### [TASK STATEMENT]
Among the lines below, keep only those from the one containing "let ids: Vec<_> = all.iter().map(|e|" through the one containing "assert_eq!(stats.max_retries, 5);", and reproduce them exactly.

### [Saved data entries]
---*---

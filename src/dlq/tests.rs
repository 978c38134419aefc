use super::{DeadLetterEntry, DeadLetterQueue, DeadLetterReason};
use crate::message::Message;
use crate::transport::{MessageHandler, handler_fn};
use crate::utils::BusError;
use chrono::Utc;
use serde_json::json;
use std::sync::Arc;
use std::sync::atomic::{AtomicUsize, Ordering};

fn entry(topic: &str, id: &str, reason: DeadLetterReason) -> DeadLetterEntry {
    DeadLetterEntry::new(Message::new(topic, json!(id)).with_id(id), reason, "boom")
}

fn failing_handler() -> MessageHandler {
    handler_fn(|_m: Message| async { anyhow::bail!("still broken") })
}

fn ok_handler() -> MessageHandler {
    handler_fn(|_m: Message| async { Ok(()) })
}

#[test]
fn test_new_entry_defaults() {
    let e = entry("t", "m1", DeadLetterReason::HandlerError);
    assert_eq!(e.retry_count, 0);
    assert_eq!(e.original_topic, "t");
    assert_eq!(e.message_id(), "m1");
    assert!(e.context.is_none());
}

#[test]
fn test_add_and_get() {
    let dlq = DeadLetterQueue::new(10, 3);
    assert!(dlq.is_empty());
    dlq.add(entry("t", "m1", DeadLetterReason::HandlerError));
    assert_eq!(dlq.len(), 1);
    assert_eq!(dlq.get("m1").unwrap().error, "boom");
    assert!(dlq.get("missing").is_none());
}

#[test]
fn test_add_evicts_oldest_at_capacity() {
    let dlq = DeadLetterQueue::new(2, 3);
    assert!(dlq.add(entry("t", "m1", DeadLetterReason::HandlerError)).is_none());
    assert!(dlq.add(entry("t", "m2", DeadLetterReason::HandlerError)).is_none());
    let evicted = dlq.add(entry("t", "m3", DeadLetterReason::Expired)).unwrap();

    assert_eq!(evicted.message_id(), "m1");
    assert_eq!(dlq.len(), 2);
    assert!(dlq.get("m1").is_none());
    assert!(dlq.get("m3").is_some());
}

#[test]
fn test_re_adding_same_id_replaces_without_eviction() {
    let dlq = DeadLetterQueue::new(2, 3);
    dlq.add(entry("t", "m1", DeadLetterReason::HandlerError));
    dlq.add(entry("t", "m2", DeadLetterReason::HandlerError));
    let evicted = dlq.add(entry("t", "m1", DeadLetterReason::Rejected));

    assert!(evicted.is_none());
    assert_eq!(dlq.len(), 2);
    assert_eq!(dlq.get("m1").unwrap().reason, DeadLetterReason::Rejected);

    // m1 moved to the back, so m2 is now the oldest
    let evicted = dlq.add(entry("t", "m3", DeadLetterReason::HandlerError)).unwrap();
    assert_eq!(evicted.message_id(), "m2");
}

#[test]
fn test_zero_capacity_drops_entries() {
    let dlq = DeadLetterQueue::new(0, 3);
    dlq.add(entry("t", "m1", DeadLetterReason::HandlerError));
    assert!(dlq.is_empty());
}

#[test]
fn test_on_add_callback_failures_are_swallowed() {
    let calls = Arc::new(AtomicUsize::new(0));
    let seen = calls.clone();
    let dlq = DeadLetterQueue::new(10, 3).with_on_add(move |e| {
        seen.fetch_add(1, Ordering::SeqCst);
        if e.message_id() == "m2" {
            panic!("observer bug");
        }
        anyhow::bail!("observer unavailable")
    });

    dlq.add(entry("t", "m1", DeadLetterReason::HandlerError));
    dlq.add(entry("t", "m2", DeadLetterReason::HandlerError));

    assert_eq!(calls.load(Ordering::SeqCst), 2);
    assert_eq!(dlq.len(), 2);
}

#[test]
fn test_remove_and_clear() {
    let dlq = DeadLetterQueue::new(10, 3);
    dlq.add(entry("a", "m1", DeadLetterReason::HandlerError));
    dlq.add(entry("a", "m2", DeadLetterReason::HandlerError));
    dlq.add(entry("b", "m3", DeadLetterReason::HandlerError));

    assert_eq!(dlq.remove("m1").unwrap().message_id(), "m1");
    assert!(dlq.remove("m1").is_none());

    assert_eq!(dlq.clear(Some("a")), 1);
    assert_eq!(dlq.clear(Some("a")), 0);
    assert_eq!(dlq.len(), 1);
    assert_eq!(dlq.clear(None), 1);
    assert!(dlq.is_empty());
    assert!(dlq.stats().by_topic.is_empty());
}

#[tokio::test]
async fn test_retry_success_removes_entry() {
    let dlq = DeadLetterQueue::new(10, 3);
    dlq.add(entry("t", "m1", DeadLetterReason::HandlerError));

    assert!(dlq.retry("m1", &ok_handler()).await.unwrap());
    assert!(dlq.get("m1").is_none());
}

#[tokio::test]
async fn test_retry_unknown_id_fails() {
    let dlq = DeadLetterQueue::new(10, 3);
    let err = dlq.retry("ghost", &ok_handler()).await.unwrap_err();
    assert!(matches!(err, BusError::DeadLetterNotFound(id) if id == "ghost"));
}

#[tokio::test]
async fn test_retry_counts_up_to_max_then_refuses() {
    let dlq = DeadLetterQueue::new(10, 3);
    dlq.add(entry("t", "m1", DeadLetterReason::HandlerError));
    let handler = failing_handler();

    let mut last = 0;
    for attempt in 1..=3 {
        assert!(!dlq.retry("m1", &handler).await.unwrap());
        let e = dlq.get("m1").unwrap();
        assert!(e.retry_count >= last);
        assert_eq!(e.retry_count, attempt);
        assert_eq!(e.error, "still broken");
        assert!(e.last_retry_at.is_some());
        let expected = if attempt < 3 {
            DeadLetterReason::HandlerError
        } else {
            DeadLetterReason::MaxRetries
        };
        assert_eq!(e.reason, expected);
        last = e.retry_count;
    }

    let err = dlq.retry("m1", &handler).await.unwrap_err();
    assert!(matches!(
        err,
        BusError::RetryLimitExceeded { max_retries: 3, .. }
    ));
    assert_eq!(dlq.get("m1").unwrap().retry_count, 3);

    // a successful handler is refused too once the limit is reached
    assert!(dlq.retry("m1", &ok_handler()).await.is_err());
}

#[tokio::test]
async fn test_retry_all_reports_per_id_outcome() {
    let dlq = DeadLetterQueue::new(10, 1);
    dlq.add(entry("a", "good", DeadLetterReason::HandlerError));
    dlq.add(entry("a", "bad", DeadLetterReason::HandlerError));
    dlq.add(entry("b", "other", DeadLetterReason::HandlerError));

    let handler = handler_fn(|m: Message| async move {
        if m.id == "bad" {
            anyhow::bail!("nope");
        }
        Ok(())
    });

    let results = dlq.retry_all(&handler, Some("a")).await;
    assert_eq!(results.len(), 2);
    assert!(results["good"]);
    assert!(!results["bad"]);
    assert!(dlq.get("other").is_some());
    assert_eq!(dlq.get("bad").unwrap().reason, DeadLetterReason::MaxRetries);

    // "bad" is at its limit now and reports false instead of raising
    let results = dlq.retry_all(&handler, None).await;
    assert!(!results["bad"]);
    assert!(results["other"]);
    assert_eq!(dlq.len(), 1);
}

#[test]
fn test_get_entries_filters_sorts_and_paginates() {
    let dlq = DeadLetterQueue::new(10, 3);
    for (i, (topic, reason)) in [
        ("a", DeadLetterReason::HandlerError),
        ("a", DeadLetterReason::Expired),
        ("b", DeadLetterReason::HandlerError),
        ("a", DeadLetterReason::HandlerError),
    ]
    .into_iter()
    .enumerate()
    {
        let mut e = entry(topic, &format!("m{i}"), reason);
        e.timestamp = Utc::now() + chrono::Duration::seconds(i as i64);
        dlq.add(e);
    }

    let all = dlq.get_entries(None, None, 10, 0);
    let ids: Vec<_> = all.iter().map(|e| e.message_id().to_string()).collect();
    assert_eq!(ids, vec!["m3", "m2", "m1", "m0"]);

    let topic_a = dlq.get_entries(Some("a"), Some(DeadLetterReason::HandlerError), 10, 0);
    let ids: Vec<_> = topic_a.iter().map(|e| e.message_id().to_string()).collect();
    assert_eq!(ids, vec!["m3", "m0"]);

    let page = dlq.get_entries(None, None, 2, 1);
    let ids: Vec<_> = page.iter().map(|e| e.message_id().to_string()).collect();
    assert_eq!(ids, vec!["m2", "m1"]);

    assert!(dlq.get_entries(Some("zzz"), None, 10, 0).is_empty());
}

#[test]
fn test_stats_count_every_reason() {
    let dlq = DeadLetterQueue::new(10, 5);
    dlq.add(entry("a", "m1", DeadLetterReason::HandlerError));
    dlq.add(entry("a", "m2", DeadLetterReason::Unknown));
    dlq.add(entry("b", "m3", DeadLetterReason::Expired));

    let stats = dlq.stats();
    assert_eq!(stats.total, 3);
    assert_eq!(stats.max_size, 10);
    assert_eq!(stats.max_retries, 5);
    assert_eq!(stats.by_reason[&DeadLetterReason::HandlerError], 1);
    assert_eq!(stats.by_reason[&DeadLetterReason::Unknown], 1);
    assert_eq!(stats.by_reason[&DeadLetterReason::MaxRetries], 0);
    assert_eq!(stats.by_reason.len(), DeadLetterReason::ALL.len());
    assert_eq!(stats.by_topic["a"], 2);
    assert_eq!(stats.by_topic["b"], 1);
}

#[test]
fn test_unrecognised_reason_deserializes_as_unknown() {
    let reason: DeadLetterReason = serde_json::from_str("\"POISON_PILL\"").unwrap();
    assert_eq!(reason, DeadLetterReason::Unknown);
    let reason: DeadLetterReason = serde_json::from_str("\"EXPIRED\"").unwrap();
    assert_eq!(reason, DeadLetterReason::Expired);
    assert_eq!(DeadLetterReason::MaxRetries.to_string(), "MAX_RETRIES");
}

fn slow_failing_handler() -> MessageHandler {
    handler_fn(|_m: Message| async {
        tokio::time::sleep(std::time::Duration::from_millis(50)).await;
        anyhow::bail!("still broken")
    })
}

#[tokio::test(flavor = "multi_thread", worker_threads = 4)]
async fn test_concurrent_retries_of_one_entry_are_serialized() {
    let dlq = DeadLetterQueue::new(10, 1);
    dlq.add(entry("t", "m1", DeadLetterReason::HandlerError));
    let handler = slow_failing_handler();

    let (a, b) = tokio::join!(dlq.retry("m1", &handler), dlq.retry("m1", &handler));
    let outcomes = [a, b];

    let attempted = outcomes.iter().filter(|r| matches!(r, Ok(false))).count();
    let refused = outcomes
        .iter()
        .filter(|r| matches!(r, Err(BusError::RetryInProgress(id)) if id == "m1"))
        .count();
    assert_eq!(attempted, 1);
    assert_eq!(refused, 1);

    let e = dlq.get("m1").unwrap();
    assert_eq!(e.retry_count, 1);
    assert_eq!(e.reason, DeadLetterReason::MaxRetries);

    // the slot is released once the attempt finishes
    let err = dlq.retry("m1", &handler).await.unwrap_err();
    assert!(matches!(err, BusError::RetryLimitExceeded { max_retries: 1, .. }));
}

#[tokio::test(flavor = "multi_thread", worker_threads = 4)]
async fn test_retry_count_never_exceeds_limit_under_contention() {
    let dlq = Arc::new(DeadLetterQueue::new(10, 3));
    dlq.add(entry("t", "m1", DeadLetterReason::HandlerError));

    let mut tasks = Vec::new();
    for _ in 0..16 {
        let dlq = dlq.clone();
        tasks.push(tokio::spawn(async move {
            for _ in 0..4 {
                let _ = dlq.retry("m1", &slow_failing_handler()).await;
                tokio::task::yield_now().await;
            }
        }));
    }
    for task in tasks {
        task.await.unwrap();
    }

    let e = dlq.get("m1").unwrap();
    assert!(e.retry_count <= 3, "retry_count {} exceeded the limit", e.retry_count);
}

#[tokio::test]
async fn test_cancelled_retry_releases_its_slot() {
    let dlq = DeadLetterQueue::new(10, 3);
    dlq.add(entry("t", "m1", DeadLetterReason::HandlerError));
    let stuck = handler_fn(|_m: Message| async {
        std::future::pending::<()>().await;
        Ok(())
    });

    let timed_out =
        tokio::time::timeout(std::time::Duration::from_millis(20), dlq.retry("m1", &stuck)).await;
    assert!(timed_out.is_err());

    assert!(dlq.retry("m1", &ok_handler()).await.unwrap());
}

---*---

### [RESPONSE TO THIS TASK]
    let ids: Vec<_> = all.iter().map(|e| e.message_id().to_string()).collect();
    assert_eq!(ids, vec!["m3", "m2", "m1", "m0"]);

    let topic_a = dlq.get_entries(Some("a"), Some(DeadLetterReason::HandlerError), 10, 0);
    let ids: Vec<_> = topic_a.iter().map(|e| e.message_id().to_string()).collect();
    assert_eq!(ids, vec!["m3", "m0"]);

    let page = dlq.get_entries(None, None, 2, 1);
    let ids: Vec<_> = page.iter().map(|e| e.message_id().to_string()).collect();
    assert_eq!(ids, vec!["m2", "m1"]);

    assert!(dlq.get_entries(Some("zzz"), None, 10, 0).is_empty());
}

#[test]
fn test_stats_count_every_reason() {
    let dlq = DeadLetterQueue::new(10, 5);
    dlq.add(entry("a", "m1", DeadLetterReason::HandlerError));
    dlq.add(entry("a", "m2", DeadLetterReason::Unknown));
    dlq.add(entry("b", "m3", DeadLetterReason::Expired));

    let stats = dlq.stats();
    assert_eq!(stats.total, 3);
    assert_eq!(stats.max_size, 10);
    assert_eq!(stats.max_retries, 5);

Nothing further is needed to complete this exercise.